Predicted hairpin secondary structure of introners and their putative splicing mechanism. a Schematic representation of the splicing mechanism displaying the set of spliceosome proteins identified by sequence homology in the A25 and A120 proteomes. A missing U1 protein in both genomes is indicated by a gray area containing a question mark. * corresponds to U5 identified in A120 only. b A schematic structure of an introner containing direct repeat (DR) and inverted repeat (IR) motifs in the Amoebophrya genome (DNA). c Predicted secondary structure (RNA) of an introner defined by RNAfold

Non-canonical introns (NCIs) contain a subset of introner elements (IEs)

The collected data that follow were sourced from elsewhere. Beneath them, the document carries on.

//! Decoding of YAML documents into [`GenericValue`] trees.
//!
//! The tree is built straight from parser events. Scalars are typed from
//! their raw text, map keys are sanitized and the first definition of a key
//! within a map is kept. A decoded tree can be projected onto a typed record
//! with [`retarget`].

use std::collections::HashMap;

use indexmap::IndexMap;
use log::{debug, warn};
use serde::de::DeserializeOwned;
use yaml_rust2::parser::{Event, MarkedEventReceiver, Parser};
use yaml_rust2::scanner::{Marker, TScalarStyle};

use crate::error::Result;
use crate::model::{Diagnostic, Reporter};
use crate::value::{coerce_scalar, sanitize_identifier, GenericValue, Scalar};

/// Turns YAML text into generic value trees.
pub struct Decoder<'a> {
    /// Names the document in duplicate-key diagnostics.
    source: String,
    reporter: &'a dyn Reporter,
}

impl<'a> Decoder<'a> {
    pub fn new<S: Into<String>>(source: S, reporter: &'a dyn Reporter) -> Self {
        Self { source: source.into(), reporter }
    }

    /// Parses the first YAML document in `text` and decodes it.
    ///
    /// Scalars are typed from their text as written, so YAML's own number
    /// and boolean rules never apply. Empty input, or a document that is a
    /// lone null, decodes to an empty map.
    ///
    /// # Errors
    /// * `Error::YamlError` if the text is not valid YAML
    pub fn decode_str(&self, text: &str) -> Result<GenericValue> {
        debug!("Decoding document '{}'", self.source);
        let mut builder = TreeBuilder::new(self);
        Parser::new_from_str(text).load(&mut builder, false)?;

        Ok(match builder.root {
            None => GenericValue::default(),
            Some(GenericValue::Scalar(Scalar::String(s))) if s.is_empty() => GenericValue::default(),
            Some(root) => root,
        })
    }

    fn report_duplicate(&self, key: String) {
        self.reporter
            .report(Diagnostic::DuplicateKey { source: format!("file '{}'", self.source), key });
    }
}

// Key half of a mapping entry, waiting for its value.
enum PendingKey {
    Text(String),
    NonScalar,
}

enum Frame {
    Sequence { anchor: usize, items: Vec<GenericValue> },
    Mapping { anchor: usize, map: IndexMap<String, GenericValue>, pending: Option<PendingKey> },
}

/// Builds a [`GenericValue`] tree from parser events.
struct TreeBuilder<'d, 'a> {
    decoder: &'d Decoder<'a>,
    stack: Vec<Frame>,
    /// Completed anchored nodes, with the raw text of anchored scalars.
    anchors: HashMap<usize, (GenericValue, Option<String>)>,
    root: Option<GenericValue>,
}

impl<'d, 'a> TreeBuilder<'d, 'a> {
    fn new(decoder: &'d Decoder<'a>) -> Self {
        Self { decoder, stack: Vec::new(), anchors: HashMap::new(), root: None }
    }

    fn complete(&mut self, anchor: usize, value: GenericValue, raw: Option<String>) {
        if anchor > 0 {
            self.anchors.insert(anchor, (value.clone(), raw.clone()));
        }
        self.push(value, raw);
    }

    // `raw` is the text of a scalar node; collections have none.
    fn push(&mut self, value: GenericValue, raw: Option<String>) {
        match self.stack.last_mut() {
            None => {
                if self.root.is_none() {
                    self.root = Some(value);
                }
            }
            Some(Frame::Sequence { items, .. }) => items.push(value),
            Some(Frame::Mapping { map, pending, .. }) => match pending.take() {
                None => *pending = Some(raw.map_or(PendingKey::NonScalar, PendingKey::Text)),
                Some(PendingKey::NonScalar) => {
                    warn!("Skipping non-scalar key in '{}'", self.decoder.source);
                }
                Some(PendingKey::Text(raw_key)) => {
                    let key = sanitize_identifier(&raw_key);
                    if map.contains_key(&key) {
                        self.decoder.report_duplicate(key);
                    } else {
                        map.insert(key, value);
                    }
                }
            },
        }
    }
}

impl MarkedEventReceiver for TreeBuilder<'_, '_> {
    fn on_event(&mut self, ev: Event, _mark: Marker) {
        match ev {
            Event::Scalar(text, style, anchor, _tag) => {
                let text = if matches!(style, TScalarStyle::Plain) && is_null(&text) {
                    String::new()
                } else {
                    text
                };
                let value = GenericValue::Scalar(coerce_scalar(&text));
                self.complete(anchor, value, Some(text));
            }
            Event::SequenceStart(anchor, _tag) => {
                self.stack.push(Frame::Sequence { anchor, items: Vec::new() });
            }
            Event::SequenceEnd => {
                if let Some(Frame::Sequence { anchor, items }) = self.stack.pop() {
                    self.complete(anchor, GenericValue::Sequence(items), None);
                }
            }
            Event::MappingStart(anchor, _tag) => {
                self.stack.push(Frame::Mapping { anchor, map: IndexMap::new(), pending: None });
            }
            Event::MappingEnd => {
                if let Some(Frame::Mapping { anchor, map, .. }) = self.stack.pop() {
                    self.complete(anchor, GenericValue::Map(map), None);
                }
            }
            Event::Alias(anchor) => {
                let (value, raw) = self
                    .anchors
                    .get(&anchor)
                    .cloned()
                    .unwrap_or_else(|| (GenericValue::from(""), None));
                self.push(value, raw);
            }
            _ => {}
        }
    }
}

// Plain scalars YAML reads as null.
fn is_null(text: &str) -> bool {
    matches!(text, "" | "~" | "null" | "Null" | "NULL")
}

/// Projects a generic value tree onto a typed record.
///
/// The tree goes through `serde_json::Value` first. Fields the tree lacks keep
/// the target's serde defaults and fields the target lacks are ignored.
///
/// # Errors
/// * `Error::DecodeError` on a type mismatch
pub fn retarget<T: DeserializeOwned>(value: &GenericValue) -> Result<T> {
    let neutral = serde_json::to_value(value)?;
    Ok(serde_json::from_value(neutral)?)
}

#[cfg(test)]
mod tests {
    use super::*;
    use serde::Deserialize;

    use crate::error::Error;
    use crate::model::tests::RecordingReporter;

    const INVOICE: &str = r#"---
receipt:    Oz-Ware Purchase Invoice
date:        2007-08-06
customer:
    given:   Dorothy
    family:  Gale
list:
  - item1
  - item2
items:
    - part_no:   A4786
      descrip:   Water Bucket (Filled)
      price:     1.47
      quantity:  4
    - part_no:   E1628
      descrip:   High Heeled "Ruby" Slippers
      price:     100.27
      quantity:  1
bill-to:  &id001
    street: |
            123 Tornado Alley
            Suite 16
    city:   East Westville
    state:  KS
ship-to:  *id001
specialDelivery:  >
    Follow the Yellow Brick
    Road to the Emerald City.
...
"#;

    #[derive(Debug, Default, Deserialize)]
    #[serde(default)]
    struct Customer {
        given: String,
        family: String,
    }

    #[derive(Debug, Default, Deserialize)]
    #[serde(default)]
    struct Item {
        part_no: String,
        descrip: String,
        price: f64,
        quantity: i32,
    }

    #[derive(Debug, Default, Deserialize)]
    #[serde(default)]
    struct Invoice {
        receipt: String,
        customer: Customer,
        items: Vec<Item>,
        send_to: Option<String>,
    }

    fn decode(text: &str) -> (GenericValue, RecordingReporter) {
        let reporter = RecordingReporter::default();
        let value = Decoder::new("test.yaml", &reporter).decode_str(text).unwrap();
        (value, reporter)
    }

    #[test]
    fn test_decode_invoice() {
        let (value, reporter) = decode(INVOICE);
        let map = value.as_map().unwrap();

        let keys: Vec<&str> = map.keys().map(String::as_str).collect();
        assert_eq!(
            keys,
            vec![
                "receipt",
                "date",
                "customer",
                "list",
                "items",
                "bill_to",
                "ship_to",
                "specialDelivery"
            ]
        );
        assert_eq!(map["date"], GenericValue::from("2007-08-06"));
        assert_eq!(map["bill_to"], map["ship_to"]);

        let GenericValue::Sequence(items) = &map["items"] else {
            panic!("Expected a sequence of items");
        };
        let first = items[0].as_map().unwrap();
        assert_eq!(first["price"], GenericValue::Scalar(Scalar::Decimal(1.47)));
        assert_eq!(first["quantity"], GenericValue::Scalar(Scalar::Integer(4)));
        assert!(reporter.diagnostics.borrow().is_empty());
    }

    #[test]
    fn test_decode_is_deterministic() {
        let (first, _) = decode(INVOICE);
        let (second, _) = decode(INVOICE);
        assert_eq!(first, second);
    }

    #[test]
    fn test_duplicate_sanitized_key_keeps_first() {
        let (value, reporter) = decode("bill-to: 1\nbill_to: 2\n");
        let map = value.as_map().unwrap();

        assert_eq!(map.len(), 1);
        assert_eq!(map["bill_to"], GenericValue::Scalar(Scalar::Integer(1)));
        assert_eq!(
            *reporter.diagnostics.borrow(),
            vec![Diagnostic::DuplicateKey {
                source: "file 'test.yaml'".to_string(),
                key: "bill_to".to_string()
            }]
        );
    }

    #[test]
    fn test_repeated_key_keeps_first() {
        let (value, reporter) = decode("x: 1\nx: 2\ny: 3\n");
        let map = value.as_map().unwrap();

        assert_eq!(map.len(), 2);
        assert_eq!(map["x"], GenericValue::Scalar(Scalar::Integer(1)));
        assert_eq!(
            *reporter.diagnostics.borrow(),
            vec![Diagnostic::DuplicateKey {
                source: "file 'test.yaml'".to_string(),
                key: "x".to_string()
            }]
        );
    }

    #[test]
    fn test_yaml_number_forms_stay_strings() {
        let (value, _) = decode("a: 1e5\nb: 0x1F\nc: 9.90\nd: \"1e5\"\ne: .inf\nf: yes\n");
        let map = value.as_map().unwrap();

        assert_eq!(map["a"], GenericValue::from("1e5"));
        assert_eq!(map["b"], GenericValue::from("0x1F"));
        assert_eq!(map["c"], GenericValue::Scalar(Scalar::Decimal(9.9)));
        assert_eq!(map["d"], GenericValue::from("1e5"));
        assert_eq!(map["e"], GenericValue::from(".inf"));
        assert_eq!(map["f"], GenericValue::from("yes"));
    }

    #[test]
    fn test_null_forms_read_as_empty() {
        let (value, _) = decode("a:\nb: ~\nc: null\nd: 'null'\n");
        let map = value.as_map().unwrap();

        assert_eq!(map["a"], GenericValue::from(""));
        assert_eq!(map["b"], GenericValue::from(""));
        assert_eq!(map["c"], GenericValue::from(""));
        assert_eq!(map["d"], GenericValue::from("null"));
    }

    #[test]
    fn test_later_documents_are_ignored() {
        let (value, _) = decode("a: 1\n---\nb: 2\n");
        assert_eq!(value.as_map().unwrap().keys().collect::<Vec<_>>(), vec!["a"]);
    }

    #[test]
    fn test_non_scalar_key_is_skipped() {
        let (value, reporter) = decode("? [a, b]\n: 1\nc: 2\n");
        let map = value.as_map().unwrap();

        assert_eq!(map.len(), 1);
        assert_eq!(map["c"], GenericValue::Scalar(Scalar::Integer(2)));
        assert!(reporter.diagnostics.borrow().is_empty());
    }

    #[test]
    fn test_quoted_scalars_are_coerced_from_text() {
        let (value, _) = decode("a: \"42\"\nb: 'True'\nc:\n");
        let map = value.as_map().unwrap();
        assert_eq!(map["a"], GenericValue::Scalar(Scalar::Integer(42)));
        assert_eq!(map["b"], GenericValue::Scalar(Scalar::Bool(true)));
        assert_eq!(map["c"], GenericValue::from(""));
    }

    #[test]
    fn test_empty_document_is_empty_map() {
        let (value, _) = decode("");
        assert_eq!(value, GenericValue::default());
    }

    #[test]
    fn test_sequence_root() {
        let (value, _) = decode("- 1\n- two\n");
        assert_eq!(
            value,
            GenericValue::Sequence(vec![
                GenericValue::Scalar(Scalar::Integer(1)),
                GenericValue::from("two")
            ])
        );
    }

    #[test]
    fn test_malformed_yaml_fails() {
        let reporter = RecordingReporter::default();
        let result = Decoder::new("bad.yaml", &reporter).decode_str("a: [1, 2\n");
        assert!(matches!(result, Err(Error::YamlError(_))));
    }

    #[test]
    fn test_retarget_invoice() {
        let (value, _) = decode(INVOICE);
        let invoice: Invoice = retarget(&value).unwrap();

        assert_eq!(invoice.receipt, "Oz-Ware Purchase Invoice");
        assert_eq!(invoice.customer.family, "Gale");
        assert_eq!(invoice.customer.given, "Dorothy");
        assert_eq!(invoice.items.len(), 2);
        assert_eq!(invoice.items[1].part_no, "E1628");
        assert_eq!(invoice.items[1].descrip, "High Heeled \"Ruby\" Slippers");
        assert_eq!(invoice.items[1].quantity, 1);
        assert!((invoice.items[1].price - 100.27).abs() < f64::EPSILON);
        assert_eq!(invoice.send_to, None);
    }

    #[test]
    fn test_retarget_type_mismatch_fails() {
        let (value, _) = decode("customer: not-a-map\n");
        let result: Result<Invoice> = retarget(&value);
        assert!(matches!(result, Err(Error::DecodeError(_))));
    }
}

A closer inspection revealed that about 11% (A25) and 30% (A120) of NCIs contained 8–20 nt inverted repeat (IR) motifs, forming a complementary sequence between the 5′- and the 3′-end of the same intron, and direct repeat (DR) motifs of 3–5 nt in length overlapping the exon/intron boundaries (Fig. 4b, Figs. S19-S23). We defined these repeated NCIs containing IR regions (Fig. S24) as introner elements (IEs). IR motifs can produce hairpin structures (Fig. 4b, c), allowing the joining of exon boundaries (Fig. 4b). We observed a similar organization of DR and IR motifs in 1% (A25) and 15% (A120) of canonical introns. The DRs varied in length, composition, and position: the most abundant DRs in A25 were overlapping the 5′-end and were one nucleotide downstream of the 3′-end of the IR motifs; in A120, the most abundant DRs consisted of four nucleotides upstream of the 5′-end and within two nucleotides downstream of the 3′-end of the IR motifs (Figs. S19-S23). Using hidden Markov model (HMM)-based profiles obtained from an initial set of IR motifs, we detected 2039 (20% of NCIs) and 29,850 (68% of NCIs) repeated introns representing 8 and 17% of the A25 and A120 genome assemblies, respectively. Based on IR and overall sequence similarity values, we grouped all IEs into strain-specific families (252 and 1954 families in the A25 and A120 genomes, respectively, Table S7). In A25, IR family motifs started with the conserved TTA triplet motif followed by two purines (A or G) and ended with a conserved G (Fig. S25). IR family motifs in A120 started with the TAT triplet, followed by seven less-conserved nucleotides, and ending with a minimum stretch of three conserved As (Fig. S25). We found no relationship between the remaining IR and DR-containing NCIs (28,467 and 24,976 in A25 and A120, respectively) that we classified as singletons IEs. Interestingly, we identified several identical pairs of IEs in each Amoebophrya genome (64 in A25; 97 in A120).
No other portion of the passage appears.